Association between Apolipoprotein B mRNA-editing Enzyme CatalyticPolypeptide-Like 3B (APOBEC3B) Deletion with HIV-1 Acquisition andAIDS among North Indian Population

Objective: Apolipoprotein B mRNA-editing enzyme catalytic polypeptide-Like 3B (APOBEC3B) is involved in innate immune response, exhibiting insertion–deletion polymorphism across the world in human population. A naturally occurring 29.5 kb deletion removes complete APOBEC3B gene. Human APOBEC3B family of proteins restricts HIV- 1 replication. Very few studies have been conducted on this subject and the deductions regarding the effects of APOBEC3B deletion on HIV-1 susceptibility and pathogenesis have been largely inconsistent. Therefore, we studied the association of APOBEC3B deletion with HIV-1 in the North Indian population. Methods: Insertion (I)/Deletion (D) APOBEC3B polymorphism was analyzed using Polymerase chain reaction. Infection rates as wells as stages of HIV were compared among the three genotypes: deletion-homozygous (D/D), Insertionhomozygous (I/I) and hemizygous (I/D) in 150 HIV-1 seropositive (HSP) and 250 HIV-1 seronegative (HSN) subjects.

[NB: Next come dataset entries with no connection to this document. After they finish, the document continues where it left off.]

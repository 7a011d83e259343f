//! Project store: enumerates projects and resolves their merged config.

use std::fs;
use std::io;
use std::path::Path;

use serde::de::DeserializeOwned;

use crate::error::{StoreError, StoreResult};
use crate::layout::StoreLayout;
use crate::project::{OverrideFragment, ProjectConfig, SharedFragment, merge_fragments};
use crate::select::{ProjectSelector, choose_project};

/// Read side of the project configuration tree.
///
/// Nothing is cached: every call goes back to the filesystem.
#[derive(Debug, Clone)]
pub struct ProjectStore {
    layout: StoreLayout,
}

impl ProjectStore {
    pub fn new(layout: StoreLayout) -> Self {
        Self { layout }
    }

    pub fn layout(&self) -> &StoreLayout {
        &self.layout
    }

    /// Names of the project directories under the config root.
    ///
    /// Returned in directory-listing order; sort if you need a stable order.
    pub fn list_projects(&self) -> StoreResult<Vec<String>> {
        let config_root = self.layout.config_root();
        let unavailable = |source: io::Error| StoreError::StoreUnavailable {
            path: config_root.clone(),
            source,
        };

        let mut projects = Vec::new();
        for entry in fs::read_dir(&config_root).map_err(unavailable)? {
            let entry = entry.map_err(unavailable)?;
            if !entry.file_type().map_err(unavailable)?.is_dir() {
                continue;
            }
            match entry.file_name().into_string() {
                Ok(name) => projects.push(name),
                Err(raw) => {
                    tracing::debug!(name = ?raw, "skipping project directory with a non UTF-8 name");
                }
            }
        }

        Ok(projects)
    }

    /// Resolve the merged config for `name`, prompting through `selector`
    /// when `name` is empty.
    pub fn resolve_project(
        &self,
        name: &str,
        selector: &mut dyn ProjectSelector,
    ) -> StoreResult<ProjectConfig> {
        let project = if name.is_empty() {
            self.select_project(selector)?
        } else {
            name.to_string()
        };

        let shared = self.load_shared(&project)?;
        let overlay = self.load_override(&project)?;
        if overlay.is_none() {
            tracing::warn!(
                project = %project,
                "cannot find local.json config file; to create one run 'hconfig setlocal' or 'hconfig setlocalwd'"
            );
        }

        Ok(merge_fragments(&project, shared, overlay))
    }

    /// Prompt for one of the known projects.
    pub fn select_project(&self, selector: &mut dyn ProjectSelector) -> StoreResult<String> {
        let projects = self.list_projects()?;
        choose_project(selector, &projects)
    }

    /// Load `project.json` for `project`.
    pub fn load_shared(&self, project: &str) -> StoreResult<SharedFragment> {
        let path = self.layout.shared_path(project);
        let not_found = |source: io::Error| StoreError::ProjectNotFound {
            project: project.to_string(),
            path: path.clone(),
            source,
        };
        StoreLayout::check_project_name(project).map_err(not_found)?;
        tracing::debug!(path = %path.display(), "reading shared fragment");

        let content = fs::read_to_string(&path).map_err(not_found)?;
        parse_fragment(&path, &content)
    }

    /// Load `local.json` for `project`; `Ok(None)` when it does not exist.
    pub fn load_override(&self, project: &str) -> StoreResult<Option<OverrideFragment>> {
        let path = self.layout.override_path(project);
        StoreLayout::check_project_name(project).map_err(|source| {
            StoreError::ProjectNotFound {
                project: project.to_string(),
                path: path.clone(),
                source,
            }
        })?;
        tracing::debug!(path = %path.display(), "reading override fragment");

        let content = match fs::read_to_string(&path) {
            Ok(content) => content,
            Err(err) if err.kind() == io::ErrorKind::NotFound => return Ok(None),
            Err(err) => {
                return Err(StoreError::MalformedConfig {
                    path,
                    source: serde_json::Error::io(err),
                });
            }
        };
        parse_fragment(&path, &content).map(Some)
    }
}

fn parse_fragment<T: DeserializeOwned>(path: &Path, content: &str) -> StoreResult<T> {
    serde_json::from_str(content).map_err(|source| StoreError::MalformedConfig {
        path: path.to_path_buf(),
        source,
    })
}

Results and discussion: The genotypic analysis revealed insignificant associations among homozygous deletion (D/D) genotype (P=0.130, OR=1.93, 95% CI=0.95–4.30) and moderate associations among hemizygous (I/D) genotypes (P=0.057, OR=1.56, 95% CI-1.03–2.44) with HIV-1 susceptibility and also the single copy of variant allele was more susceptible to HIV-1 infection. The severity of HIV-1 infection on the basis of CD4 count was not associated significantly with the disease progression to AIDS. Conclusion: In conclusion, we found that the deletion genotype of APOBEC3B gene polymorphism does not play any significant role on HIV-1 susceptibility. Hence, further studies with the expansion of sample size are needed to validate the results.